Like millions of viewers, I was captivated by Hamilton recently.
I should specify that I was captivated by the story of Alexander Hamilton when I saw the musical play in its limited run on a streaming service. The play reanimates the drama that has been shellacked with the gloss of history that seems to make the United States of America a preordained destiny.
One of messages of the play is that Hamilton used his talent for storytelling to help craft the United States. Hamilton’s writing propelled him out of poverty, and into the American Revolution, after which his words built federalism and the financial system.
Another takeaway is that Lin-Manuel Miranda is conserving the idea of America through his talent for storytelling. Through Miranda’s prodigious talent to perform, write music and extract the themes of meaning from a greater narrative that resonate with people, he showed the audience the actual person encased in the amber of history.
I witnessed the power of Miranda’s talent last year when I saw an Alexander Hamilton exhibit at the Museum of the American Revolution in Philadelphia.
In an interactive section at the end of the exhibit, a father was photographing his teenage daughter as she wore a tri-cornered hat and sang “Alexander Hamilton” in the way it is sung at the beginning of Miranda’s play. We were in the same tour group and she had been enthusiastic throughout the visit. She was far from the only young person enjoying the exhibit.
How often do you think that an American teenager, boy or girl, yells “Yay!” when Dad suggests, “Hey, kids, let’s go to the Museum of the American Revolution!”?
That is the power of Miranda’s alignment with his talent. Through it, we can see that we have our own talents that we can use to make a difference.
Listen To The Stories
Generations are learning about the essence and audacity of the American experiment from a Puerto Rican from Manhattan telling the story of an immigrant from the West Indies. The perspectives and artistic dialects from many cultures have made America special from its beginning.
The only way American ideals pass from generation to generation is through a fresh perspective to keep those values relevant.
In Managing Editor Susan Rupe’s main feature, we learn the stories of people trying to change the narrative for life insurance and financial services. From people such as Barbara Turner, CEO of Ohio National, we learn the hardship of being the only Black person, and probably also the only woman, in the room.
I recall that earlier in my career, when I worked with people of color I thought of them in the same way as I would other colleagues, and evaluated their contributions rather than their race or ethnicity.
It was only later, when I heard stories expressing what Blacks and other minorities endured from their perspectives that I understood that their sense of being “other” is always present in the room.
The stories allowed me to see life through their eyes.
We Feast On Diversity
After all, isn’t the story of America what all the fighting is about? The struggle over statues is an argument about our story and who is telling it. Monuments themselves are attempts to tell a version of the story. Alexander Hamilton was only a name in stone or a picture on our money to most people, until Miranda showed Americans who he was and what he meant to this nation.

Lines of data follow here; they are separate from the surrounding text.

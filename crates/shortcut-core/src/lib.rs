//! Shortcut Core - Headless library for Steam non-Steam-game shortcuts.
//!
//! Reads and writes the binary `shortcuts.vdf` store of a Steam user,
//! computes the app ids Steam assigns to shortcuts, and fetches library
//! artwork from SteamGridDB.
//!
//! # Example
//!
//! ```rust,ignore
//! use shortcut_core::{store, Shortcut, SteamDirs};
//!
//! fn main() -> shortcut_core::Result<()> {
//!     let steam = SteamDirs::discover()?;
//!     for user in steam.users()? {
//!         let path = steam.shortcuts_path(&user);
//!         let mut shortcuts = store::load_or_default(&path)?;
//!         shortcuts.add(Shortcut::builder("Firefox", "/usr/bin/firefox").build())?;
//!         store::save(&shortcuts, &path)?;
//!     }
//!     Ok(())
//! }
//! ```

pub mod appid;
pub mod config;
pub mod error;
pub mod griddb;
pub mod shortcut;
pub mod steam;
pub mod vdf;

// Re-export commonly used types
pub use appid::{calculate_app_id, calculate_big_picture_id};
pub use config::{GridDbConfig, SteamConfig};
pub use error::{Result, ShortcutError};
pub use griddb::{download_artwork, ArtworkSource, ImageCategory, ImageFilter, SteamGridDbClient};
pub use shortcut::{store, Images, Shortcut, ShortcutBuilder, Shortcuts};
pub use steam::{ArtworkSlot, SteamDirs};
pub use vdf::{VdfMap, VdfValue};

National identity is the story we tell ourselves or allow our ears to hear. The richness of America is as evident as the choice of restaurants in our major cities (well, pre-COVID). Where else do you find that?
In most countries, visitors encounter a cuisine that identifies that culture. But what is the identifiable feature of American food? Variety — the spice of life.
Little of the cuisine in this country can be called “all-American.” If you are thinking of fried chicken, that was apparently a product of Scottish frying techniques and African spices. It is all a buffet of cultures.
There is also not much you can point to and say, “That is not American.” Even right- and left-wing extremism are strands in the national fabric.
Only one thing is reliably American, and that is ingenuity. This is the country that takes the pieces of other cultures and makes magic that dazzles the world.
In particular, our music and movies enthrall billions of people. Our stories tell who we are and where the future is.
A recurring line in Hamilton is “Look around, look around at how lucky we are to be alive right now.” It is difficult to see how they would have thought that in revolutionary times.
New York City was occupied for much of a war in which the rebels were far from certain to win. In fact, a good number of colonists were happy with the status quo, and historians estimate that only a third of Americans favored independence.
But it was a historic time, with many currents of world history churning in our bays. New ideas from France and Britain mixed with Roman traditions to forge something that reflected the best of those influences and create the American story.
Here we are again in a confusing time that we know is important. We just don’t know yet what the outcome will be and what significance will arise from it.
That will be the job of the storytellers.